Finding the first y∈[x+1,𝑥𝑚𝑎𝑥] with yR<xR is equivalent to finding the first d∈[1,𝑥𝑚𝑎𝑥−x] with (x+d)R<xR. By the subtraction lemma, dR=((x+d)R−xR)modm, so we are looking for the first d≥1 with dR∈[m−xR,m−1]. That’s what modfirst does, except it searches d≥0. But 0R=0 and we will only search for 𝑙𝑜≥1, so modfirst can safely start its search at 0.

Note that if dR∈[m−(x+d)R,m−1], the next iteration will choose the same d—any better answer would have been an answer to the original search. So after finding d, we should add it to x as many times as we can.

The full algorithm is then:

Start with x=𝑥𝑚𝑖𝑛.
Use modfirst to find the first d≥0 such that dR∈[m−xR,m−1].
If no d exists or x+d>𝑥𝑚𝑎𝑥, stop and return x. Otherwise continue.
Let s=m−dR, the number we are effectively subtracting from xR.
Let n be the smaller of ⌊(𝑥𝑚𝑎𝑥−x)/d⌋ (the most times we can add d to x before exceeding our limit) and ⌊xR/s⌋ (the most times we can subtract s from xR before wrapping around).
Set x=x+d·n.
Go to step 2.

In Ivy, that algorithm is:

op modmin (xmin xmax c m) =
x = xmin
:while 1
xr = (x*c) mod m
d = modfirst c m, m - xr 1
(d < 0) or (x+d) > xmax: x
s = m - (d*c) mod m
x = x + d * floor ((xmax-x)/d) min xr/s
:end

(modmin 10 25 13 255) is 20

The running time of modmin depends on what limits n. If n is limited by (𝑥𝑚𝑎𝑥−x)/d then the next iteration will not find a usable d, since any future d would have to be bigger than the one we just found, and there won’t be room to add it. On the other hand, if n is limited by xR/s, then it means we reduced xR at least by half. That limits the number of iterations to log2m, and since modfirst is O(logm), modmin is O(log2m).

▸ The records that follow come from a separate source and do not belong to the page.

impl FetchProvider {
    pub fn new(
        attributes: Arc<AttributesService>,
        transport: Arc<dyn IRemoteTransport>,
        mutations: MutationHandle,
    ) -> Self {
        Self {
            attributes,
            transport,
            mutations,
            batch_size: DEFAULT_BATCH_SIZE,
            cache: DashMap::new(),
            meta: DashMap::new(),
        }
    }

    pub fn with_config(mut self, config: &FetchConfig) -> Self {
        self.batch_size = config.batch_size.max(1);
        self
    }

    pub fn batch_size(&self) -> u32 {
        self.batch_size
    }

    // ========================================================================
    // Cache reads
    // ========================================================================

    /// Cached handles of `query`, without touching the remote side
    ///
    /// Handles whose nodes were deleted since the listing are left out.
    pub fn get_cached(&self, query: &Query) -> Option<Vec<NodeId>> {
        let handles = self.cache.get(query)?;
        Some(
            handles
                .iter()
                .copied()
                .filter(|h| self.attributes.is_valid(*h))
                .collect(),
        )
    }

    /// Whether the latest reload of `query` succeeded
    pub fn is_cache_valid(&self, query: &Query) -> bool {
        self.meta
            .get(query)
            .is_some_and(|m| m.state == CacheState::Fetched)
    }

    pub fn fetch_error_message(&self, query: &Query) -> Option<String> {
        self.meta.get(query).and_then(|m| match &m.state {
            CacheState::Error(message) => Some(message.clone()),
            CacheState::Fetched => None,
        })
    }

    pub fn last_refreshed(&self, query: &Query) -> Option<DateTime<Utc>> {
        self.meta.get(query).and_then(|m| m.last_refreshed)
    }

    /// Whether [`FetchProvider::load_more`] may return further items
    pub fn has_more(&self, query: &Query) -> bool {
        self.meta
            .get(query)
            .is_some_and(|m| m.state == CacheState::Fetched && !m.complete)
    }

    pub fn cached_queries(&self) -> Vec<Query> {
        self.cache.iter().map(|e| e.key().clone()).collect()
    }

    // ========================================================================
    // Reloads
    // ========================================================================

    pub async fn get_cached_or_reload(
        &self,
        query: &Query,
        cancel: &CancellationToken,
    ) -> Result<Vec<NodeId>, FetchError> {
        match self.get_cached(query) {
            Some(handles) => Ok(handles),
            None => self.force_reload(query, cancel).await,
        }
    }

    /// Lists `query` remotely and reconciles its cache entry with the result
    pub async fn force_reload(
        &self,
        query: &Query,
        cancel: &CancellationToken,
    ) -> Result<Vec<NodeId>, FetchError> {
        info!(query = %query, "Reloading query");
        let result = self.reload(query, cancel).await;
        if let Err(e) = &result {
            self.record_failure(query, e);
        }
        result
    }

    async fn reload(
        &self,
        query: &Query,
        cancel: &CancellationToken,
    ) -> Result<Vec<NodeId>, FetchError> {
        let previous = self
            .cache
            .get(query)
            .map(|e| e.value().clone())
            .unwrap_or_default();
        let listing = self.list_covering(query, &previous, cancel).await?;

        let attributes = Arc::clone(&self.attributes);
        let requester = query.requester();
        let descriptors = listing.descriptors;
        let (handles, deleted) = self
            .mutations
            .run(move || apply_listing(&attributes, descriptors, &previous, &requester))
            .await?;

        self.cache.insert(query.clone(), handles.clone());
        self.meta.insert(
            query.clone(),
            QueryMeta {
                state: CacheState::Fetched,
                last_refreshed: Some(Utc::now()),
                cursor: listing.cursor,
                complete: listing.complete,
            },
        );

        info!(query = %query, count = handles.len(), "Query reloaded");
        self.publish_updated(query, handles.clone());
        self.republish_colliding(query, &handles);
        for parent in deleted {
            self.clean_dependents(parent);
        }
        Ok(handles)
    }

    /// Appends the next batch of `query`'s listing to its cache entry
    ///
    /// Reloads from scratch when nothing is cached yet. No cleanup happens:
    /// a batch only ever adds handles.
    pub async fn load_more(
        &self,
        query: &Query,
        cancel: &CancellationToken,
    ) -> Result<Vec<NodeId>, FetchError> {
        let meta = self.meta.get(query).map(|m| m.clone());
        let meta = match meta {
            Some(meta) if self.cache.contains_key(query) => meta,
            _ => return self.force_reload(query, cancel).await,
        };
        if meta.complete {
            trace!(query = %query, "Listing already complete");
            return Ok(self.get_cached(query).unwrap_or_default());
        }

        let result = self.append_batch(query, meta, cancel).await;
        if let Err(e) = &result {
            self.record_failure(query, e);
        }
        result
    }

    async fn append_batch(
        &self,
        query: &Query,
        meta: QueryMeta,
        cancel: &CancellationToken,
    ) -> Result<Vec<NodeId>, FetchError> {
        let listing = self.list(query, meta.cursor.clone(), cancel).await?;

        let attributes = Arc::clone(&self.attributes);
        let descriptors = listing.descriptors;
        let added = self
            .mutations
            .run(move || materialize(&attributes, descriptors))
            .await?;

        let mut handles = self
            .cache
            .get(query)
            .map(|e| e.value().clone())
            .unwrap_or_default();
        let mut seen: HashSet<NodeId> = handles.iter().copied().collect();
        for handle in added {
            if seen.insert(handle) {
                handles.push(handle);
            }
        }

        self.cache.insert(query.clone(), handles.clone());
        self.meta.insert(
            query.clone(),
            QueryMeta {
                state: CacheState::Fetched,
                last_refreshed: Some(Utc::now()),
                cursor: listing.cursor.or(meta.cursor),
                complete: listing.complete,
            },
        );

        debug!(query = %query, count = handles.len(), "Loaded next batch");
        self.publish_updated(query, handles.clone());
        Ok(handles)
    }

    /// Drops `query`'s cache entry without touching remote state
    pub fn clean_cache(&self, query: &Query) {
        self.cache.remove(query);
        self.meta.remove(query);
        debug!(query = %query, "Cache cleaned");

        let events = self.attributes.events();
        events.publish_cache(CacheEvent::CacheCleaned {
            query: query.clone(),
        });
        self.publish_updated(query, Vec::new());
    }

    /// Drops the cache entries of member and spool listings under `parent`
    pub fn clean_dependents(&self, parent: NodeId) {
        let dependents: Vec<Query> = self
            .cache
            .iter()
            .filter(|e| parent_of(&e.key().request) == Some(parent))
            .map(|e| e.key().clone())
            .collect();
        for query in dependents {
            self.clean_cache(&query);
        }
    }

    // ========================================================================
    // Helpers
    // ========================================================================

    fn list_target(&self, query: &Query) -> Result<ListTarget, FetchError> {
        let target = match &query.request {
            QueryRequest::DatasetMask { mask, volser } => ListTarget::Datasets {
                mask: mask.clone(),
                volser: volser.clone(),
            },
            QueryRequest::Members { library } => match self.attributes.get_attributes(*library) {
                Some(RemoteDescriptor::Dataset(ds)) => ListTarget::Members { library: ds.name },
                _ => return Err(FetchError::MissingParent(*library)),
            },
            QueryRequest::UssPath { path } => ListTarget::UssDirectory { path: path.clone() },
            QueryRequest::Jobs {
                owner,
                prefix,
                job_id,
            } => ListTarget::Jobs {
                owner: owner.clone(),
                prefix: prefix.clone(),
                job_id: job_id.clone(),
            },
            QueryRequest::SpoolFiles { job } => match self.attributes.get_attributes(*job) {
                Some(RemoteDescriptor::Job(j)) => ListTarget::SpoolFiles {
                    job_name: j.job_name,
                    job_id: j.job_id,
                },
                _ => return Err(FetchError::MissingParent(*job)),
            },
        };
        Ok(target)
    }

    /// Pages through `query`'s listing until it is complete or every
    /// resource behind `previous` has been listed again
    ///
    /// Items repeated across pages (some servers resend the `start` item)
    /// are kept once.
    async fn list_covering(
        &self,
        query: &Query,
        previous: &[NodeId],
        cancel: &CancellationToken,
    ) -> Result<Listing, FetchError> {
        let mut pending: HashSet<DescriptorKey> = previous
            .iter()
            .filter_map(|h| self.attributes.get_attributes(*h))
            .map(|d| d.unique_key())
            .collect();
        let mut seen = HashSet::new();
        let mut descriptors = Vec::new();
        let mut start: Option<String> = None;

        loop {
            let page = self.list(query, start.clone(), cancel).await?;
            for descriptor in page.descriptors {
                let key = descriptor.unique_key();
                pending.remove(&key);
                if seen.insert(key) {
                    descriptors.push(descriptor);
                }
            }

            let advanced = page.cursor.is_some() && page.cursor != start;
            if page.complete || !advanced {
                return Ok(Listing {
                    descriptors,
                    cursor: page.cursor.or(start),
                    complete: true,
                });
            }
            if pending.is_empty() {
                return Ok(Listing {
                    descriptors,
                    cursor: page.cursor,
                    complete: false,
                });
            }
            trace!(query = %query, pending = pending.len(), "Listing next page");
            start = page.cursor;
        }
    }

    async fn list(
        &self,
        query: &Query,
        start: Option<String>,
        cancel: &CancellationToken,
    ) -> Result<Listing, FetchError> {
        let request = ListRequest {
            target: self.list_target(query)?,
            start,
            max_items: Some(self.batch_size),
        };

        let items: Vec<RawItem> = tokio::select! {
            biased;
            _ = cancel.cancelled() => return Err(FetchError::Cancelled(query.to_string())),
            r = self.transport.list_resources(&query.connection, &request, cancel) => {
                r.map_err(|source| FetchError::TransportFailure {
                    query: query.to_string(),
                    source,
                })?
            }
        };

        // Nothing is applied once the caller gave up.
        if cancel.is_cancelled() {
            return Err(FetchError::Cancelled(query.to_string()));
        }

        let complete = items.len() < self.batch_size as usize;
        let cursor = items.last().map(RawItem::cursor_name);
        let descriptors = items
            .into_iter()
            .filter_map(|item| to_descriptor(query, item))
            .collect();

        Ok(Listing {
            descriptors,
            cursor,
            complete,
        })
    }

    fn record_failure(&self, query: &Query, error: &FetchError) {
        let message = error.to_string();
        warn!(query = %query, error = %message, "Reload failed, keeping previous listing");

        self.meta
            .entry(query.clone())
            .and_modify(|m| m.state = CacheState::Error(message.clone()))
            .or_insert_with(|| QueryMeta {
                state: CacheState::Error(message.clone()),
                last_refreshed: None,
                cursor: None,
                complete: false,
            });

        self.attributes.events().publish_cache(CacheEvent::FetchFailed {
            query: query.clone(),
            message,
        });
        self.publish_updated(query, Vec::new());
    }

    fn publish_updated(&self, query: &Query, handles: Vec<NodeId>) {
        self.attributes
            .events()
            .publish_cache(CacheEvent::CacheUpdated {
                query: query.clone(),
                handles,
            });
    }

    /// Re-publishes other cached queries sharing handles with `handles`
    fn republish_colliding(&self, query: &Query, handles: &[NodeId]) {
        let reloaded: HashSet<NodeId> = handles.iter().copied().collect();
        let colliding: Vec<(Query, Vec<NodeId>)> = self
            .cache
            .iter()
            .filter(|e| e.key() != query && e.value().iter().any(|h| reloaded.contains(h)))
            .map(|e| (e.key().clone(), e.value().clone()))
            .collect();

        for (other, other_handles) in colliding {
            trace!(query = %query, other = %other, "Re-publishing colliding query");
            self.publish_updated(&other, other_handles);
        }
    }
}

The subtraction lemma and modfirst let us build other useful operations too. One obvious variant of modmin is modmax, which finds the x∈[𝑥𝑚𝑖𝑛,𝑥𝑚𝑎𝑥] that maximizes xR and also runs in O(log2m).

We can extend modmin to minimize xR≥𝑙𝑜 instead, by stepping to the first xR≥𝑙𝑜 before looking for improvements:

op modminge (xmin xmax c m lo) =
x = xmin
:if (xr = (x*c) mod m) < lo
d = modfirst c m (lo-xr) ((m-1)-xr)
d < 0: :ret -1
x = x + d
:end
:while 1
xr = (x*c) mod m
d = modfirst c m (m-(xr-lo)) (m-1)
(d < 0) or (x+d) > xmax: x
s = m - (d*c) mod m
x = x + d * floor ((xmax-x)/d) min (xr-lo)/s
:end

op modmin (xmin xmax c m) = modminge xmin xmax c m 0

(modmin 10 25 13 255) is 20
(modminge 10 25 13 255 6) is 21
(modminge 1 20 13 255 6) is 1
(modminge 10 20 255 255 1) is -1

We can also invert the search to produce modmax and modmaxle:

op modmaxle (xmin xmax c m hi) =
x = xmin
:if (xr = (x*c) mod m) > hi
d = modfirst c m (m-xr) ((m-xr)+hi)
d < 0: :ret -1
x = x + d
:end
:while 1
xr = (x*c) mod m
d = modfirst c m 1 (hi-xr)
(d < 0) or (x+d) > xmax: x
s = (d*c) mod m
x = x + d * floor ((xmax-x)/d) min (hi-xr)/s
:end

op modmax (xmin xmax c m) = modmaxle xmin xmax c m (m-1)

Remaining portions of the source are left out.